What’s a trdelnik? The word looks like it’s missing a vowel, but it’s pronounced almost like “turtle neck”. And it’s a traditional treat that’s been eaten by Czechs, Slovaks and other Central Europeans for a couple of hundred years — in fact, legend says it originally came from Transylvania. Nowadays it’s a popular street food, and a favourite with tourists; you see trdelnik stands all over downtown Prague.
Basically, a trdelnik is a sweet pastry that’s rolled into a long strip and wrapped around a pole (called the trdlo), then cooked over a low flame. The result is a long, tubular bun with a hole through the middle. And it does look delectable, golden brown and still steaming from the fire. Once it’s done, it’s traditionally rolled in sugar, and sometimes nuts. But these days, trdelniks have gone a bit nouveau: you can get them filled with chocolate, Nutella, caramel, jam or whatever’s in the pantry.
I passed any number of trdelnik bakeries as during my visit to Prague, but somehow it never seemed the right time to sample one: I was on my way somewhere, or I’d just eaten, or dinner time was looming. So when hunger pangs hit on my second-last night in town, I knew what was on the menu.
I ventured down near the Mustek station, a popular tourist area at the end of Wenceslas Square, and soon found a trdelnik shop, with its fires glowing cheerily in the dark. I stepped up to the counter and ordered my own trdelnik, traditional style – no chocolate, no Nutella. I wanted the authentic experience.

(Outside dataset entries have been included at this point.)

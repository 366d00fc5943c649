//! Viewport-driven tile synchronization.
//!
//! The synchronizer owns the resident tile cache. Each call to
//! [`TileSynchronizer::desired_tiles_changed`] starts a new [`Generation`]:
//! undesired tiles are evicted at once, missing tiles are requested in one
//! batched fetch, and any result tagged with an older generation is thrown
//! away on arrival. Results are applied on the caller's thread through
//! [`TileSynchronizer::poll`] or [`TileSynchronizer::settle`], so the cache is
//! only ever mutated in one place.

use crate::data::annotation::{Mutation, TileDataMap};
use crate::prelude::{Arc, Duration, HashSet};
use crate::service::{AnnotationService, TileRequest};
use crate::tiles::{address::TileAddress, address::TileKey, cache::TileDataCache};
use crate::{MapError, Result};
use serde::{Deserialize, Serialize};
use std::fmt;
use tokio::runtime::Handle;
use tokio::sync::mpsc::{unbounded_channel, UnboundedReceiver, UnboundedSender};
use tokio::task::JoinHandle;

/// Fetch retry policy
#[derive(Debug, Clone, PartialEq, Serialize, Deserialize)]
#[serde(default, rename_all = "camelCase")]
pub struct SyncConfig {
    /// Extra attempts after a failed fetch
    pub max_retries: u32,
    /// Delay between attempts
    pub retry_delay_ms: u64,
    /// Per-attempt limit; `None` lets a stalled fetch wait forever
    pub fetch_timeout_ms: Option<u64>,
}

impl Default for SyncConfig {
    fn default() -> Self {
        Self {
            max_retries: 2,
            retry_delay_ms: 25,
            fetch_timeout_ms: Some(30_000),
        }
    }
}

impl SyncConfig {
    pub fn for_testing() -> Self {
        Self {
            max_retries: 0,
            retry_delay_ms: 0,
            fetch_timeout_ms: None,
        }
    }

    pub fn retry_delay(&self) -> Duration {
        Duration::from_millis(self.retry_delay_ms)
    }

    pub fn fetch_timeout(&self) -> Option<Duration> {
        self.fetch_timeout_ms.map(Duration::from_millis)
    }
}

/// Monotonic id of a desired-set request
#[derive(Debug, Clone, Copy, Default, PartialEq, Eq, PartialOrd, Ord, Hash)]
pub struct Generation(u64);

impl Generation {
    fn next(self) -> Generation {
        Generation(self.0 + 1)
    }

    pub fn value(&self) -> u64 {
        self.0
    }
}

impl fmt::Display for Generation {
    fn fmt(&self, f: &mut fmt::Formatter<'_>) -> fmt::Result {
        write!(f, "#{}", self.0)
    }
}

/// What a ready callback is told once a generation completes
#[derive(Debug, Clone, PartialEq)]
pub struct SyncReport {
    pub generation: Generation,
    /// Tiles resident after the generation completed
    pub resident: usize,
    /// Desired tiles that could not be fetched
    pub failed: Vec<TileKey>,
}

impl SyncReport {
    /// Some desired tiles are missing from the data set
    pub fn is_degraded(&self) -> bool {
        !self.failed.is_empty()
    }
}

/// Invoked at most once, when the generation it was registered with completes
pub type ReadyCallback = Box<dyn FnOnce(&SyncReport) + Send>;

#[derive(Debug)]
struct FetchOutcome {
    generation: Generation,
    result: Result<TileDataMap>,
}

/// Keeps the resident tile data in line with the latest desired tile set
pub struct TileSynchronizer<S: AnnotationService> {
    service: Arc<S>,
    config: SyncConfig,
    runtime: Handle,
    cache: TileDataCache,
    desired: HashSet<TileKey>,
    pending: HashSet<TileKey>,
    generation: Generation,
    on_ready: Option<ReadyCallback>,
    result_tx: UnboundedSender<FetchOutcome>,
    result_rx: UnboundedReceiver<FetchOutcome>,
    mutations: Vec<JoinHandle<()>>,
    discarded: usize,
    last_report: Option<SyncReport>,
}

impl<S: AnnotationService> TileSynchronizer<S> {
    /// Creates a synchronizer that spawns onto the current tokio runtime
    pub fn new(service: Arc<S>, config: SyncConfig) -> Result<Self> {
        let runtime = Handle::try_current()
            .map_err(|e| MapError::Config(format!("tile synchronizer needs a tokio runtime: {}", e)))?;
        Ok(Self::with_handle(service, config, runtime))
    }

    pub fn with_handle(service: Arc<S>, config: SyncConfig, runtime: Handle) -> Self {
        let (result_tx, result_rx) = unbounded_channel();
        Self {
            service,
            config,
            runtime,
            cache: TileDataCache::new(),
            desired: HashSet::default(),
            pending: HashSet::default(),
            generation: Generation::default(),
            on_ready: None,
            result_tx,
            result_rx,
            mutations: Vec::new(),
            discarded: 0,
            last_report: None,
        }
    }

    /// Declares the tiles the current viewport needs.
    ///
    /// Evicts everything else right away, drops the previous generation's
    /// callback uncalled and requests the tiles that are not resident.
    /// `on_ready` runs once they all arrived (or failed); when nothing is
    /// missing it runs before this returns.
    pub fn desired_tiles_changed<I, F>(&mut self, tiles: I, on_ready: F) -> Generation
    where
        I: IntoIterator<Item = TileAddress>,
        F: FnOnce(&SyncReport) + Send + 'static,
    {
        self.generation = self.generation.next();
        let generation = self.generation;

        self.desired = tiles.into_iter().map(|t| t.key()).collect();
        let evicted = self.cache.retain_only(&self.desired);
        if !evicted.is_empty() {
            log::debug!("generation {}: evicted {} tiles", generation, evicted.len());
        }
        if self.on_ready.take().is_some() {
            log::debug!("generation {}: superseded ready callback dropped", generation);
        }

        let mut missing = self.cache.missing(&self.desired);
        missing.sort();
        self.pending = missing.iter().copied().collect();
        self.on_ready = Some(Box::new(on_ready));

        if missing.is_empty() {
            self.complete(Vec::new());
        } else {
            log::info!(
                "generation {}: {} desired, {} resident, fetching {}",
                generation,
                self.desired.len(),
                self.cache.len(),
                missing.len()
            );
            self.spawn_fetch(generation, missing.iter().map(TileKey::address).collect());
        }
        generation
    }

    fn spawn_fetch(&self, generation: Generation, tiles: Vec<TileAddress>) {
        let service = Arc::clone(&self.service);
        let config = self.config.clone();
        let result_tx = self.result_tx.clone();
        self.runtime.spawn(async move {
            let result = fetch_with_retry(service.as_ref(), TileRequest::new(tiles), &config).await;
            // The receiver only disappears with the synchronizer itself
            let _ = result_tx.send(FetchOutcome { generation, result });
        });
    }

    /// Applies every fetch result that has already arrived, without blocking.
    /// Returns the report of the generation this completed, if any.
    pub fn poll(&mut self) -> Option<SyncReport> {
        let mut report = None;
        while let Ok(outcome) = self.result_rx.try_recv() {
            if let Some(completed) = self.apply(outcome) {
                report = Some(completed);
            }
        }
        report
    }

    /// Waits until the current generation completes and returns its report
    pub async fn settle(&mut self) -> Option<SyncReport> {
        if let Some(report) = self.poll() {
            return Some(report);
        }
        if self.pending.is_empty() {
            return self.last_report.clone();
        }
        while let Some(outcome) = self.result_rx.recv().await {
            if let Some(report) = self.apply(outcome) {
                return Some(report);
            }
        }
        None
    }

    fn apply(&mut self, outcome: FetchOutcome) -> Option<SyncReport> {
        if outcome.generation != self.generation {
            self.discarded += 1;
            log::debug!(
                "discarding result of superseded generation {} (current {})",
                outcome.generation,
                self.generation
            );
            return None;
        }

        match outcome.result {
            Ok(data) => {
                for (key, bins) in data {
                    if self.pending.remove(&key) {
                        self.cache.insert(key, bins);
                    } else if !self.desired.contains(&key) {
                        log::debug!("ignoring undesired tile {} in fetch result", key);
                    }
                }
                if !self.pending.is_empty() {
                    log::warn!(
                        "generation {}: {} tiles missing from fetch result",
                        self.generation,
                        self.pending.len()
                    );
                }
            }
            Err(e) => {
                log::warn!(
                    "generation {}: fetch of {} tiles failed: {}",
                    self.generation,
                    self.pending.len(),
                    e
                );
            }
        }

        let mut failed: Vec<TileKey> = self.pending.drain().collect();
        failed.sort();
        Some(self.complete(failed))
    }

    fn complete(&mut self, failed: Vec<TileKey>) -> SyncReport {
        let report = SyncReport {
            generation: self.generation,
            resident: self.cache.len(),
            failed,
        };
        log::info!(
            "generation {} ready: {} tiles resident, {} failed",
            report.generation,
            report.resident,
            report.failed.len()
        );
        if let Some(on_ready) = self.on_ready.take() {
            on_ready(&report);
        }
        self.last_report = Some(report.clone());
        report
    }

    /// Snapshot of every resident tile, keyed by tile then bin
    pub fn current_data(&self) -> &TileDataMap {
        self.cache.data()
    }

    /// Sends a create or modify to the service without waiting for it.
    /// Failures are logged; the next fetch of the affected tile is the only
    /// confirmation.
    pub fn submit_mutation(&mut self, mutation: Mutation) {
        let service = Arc::clone(&self.service);
        self.mutations.retain(|handle| !handle.is_finished());
        log::debug!("submitting {} mutation", mutation.kind());
        self.mutations.push(self.runtime.spawn(async move {
            let kind = mutation.kind();
            if let Err(e) = service.submit(mutation).await {
                log::warn!("{} mutation failed: {}", kind, e);
            }
        }));
    }

    /// Waits for every submitted mutation to finish
    pub async fn flush_mutations(&mut self) {
        let handles = std::mem::take(&mut self.mutations);
        for joined in futures::future::join_all(handles).await {
            if let Err(e) = joined {
                log::warn!("mutation task did not complete: {}", e);
            }
        }
    }

    pub fn generation(&self) -> Generation {
        self.generation
    }

    pub fn is_settled(&self) -> bool {
        self.pending.is_empty()
    }

    pub fn desired(&self) -> &HashSet<TileKey> {
        &self.desired
    }

    /// Tiles the current generation is still waiting for
    pub fn pending(&self) -> &HashSet<TileKey> {
        &self.pending
    }

    /// Fetch results dropped because a newer generation had started
    pub fn discarded_results(&self) -> usize {
        self.discarded
    }

    pub fn last_report(&self) -> Option<&SyncReport> {
        self.last_report.as_ref()
    }

    pub fn config(&self) -> &SyncConfig {
        &self.config
    }

    pub fn service(&self) -> &Arc<S> {
        &self.service
    }
}

async fn fetch_with_retry<S: AnnotationService>(
    service: &S,
    request: TileRequest,
    config: &SyncConfig,
) -> Result<TileDataMap> {
    let mut attempt = 0;
    loop {
        let fetch = service.fetch_tiles(request.clone());
        let result = match config.fetch_timeout() {
            Some(limit) => match tokio::time::timeout(limit, fetch).await {
                Ok(result) => result,
                Err(_) => Err(MapError::Service(format!("fetch timed out after {:?}", limit))),
            },
            None => fetch.await,
        };
        match result {
            Ok(data) => return Ok(data),
            Err(e) if attempt < config.max_retries => {
                attempt += 1;
                log::warn!(
                    "fetch of {} tiles failed ({}), retry {}/{}",
                    request.len(),
                    e,
                    attempt,
                    config.max_retries
                );
                tokio::time::sleep(config.retry_delay()).await;
            }
            Err(e) => return Err(e),
        }
    }
}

In a minute I had it, golden and warm and frosted with sugar. It took a lot of will power, but I delayed long enough to take a picture before I tucked in. It was surprisingly tender, more like a raised doughnut than a flaky croissant, and sweet, with a slightly nutty flavour. It was also quite rich and filling: I’m not a big eater, and halfway through, I was done. The rest was for breakfast.
So, I’d seen Prague Castle, walked the Charles Bridge, watched the glockenspiel in Old Town Square, and drunk the good Czech beer. And now I’d tasted a trdelnik in Prague: it was time to go home.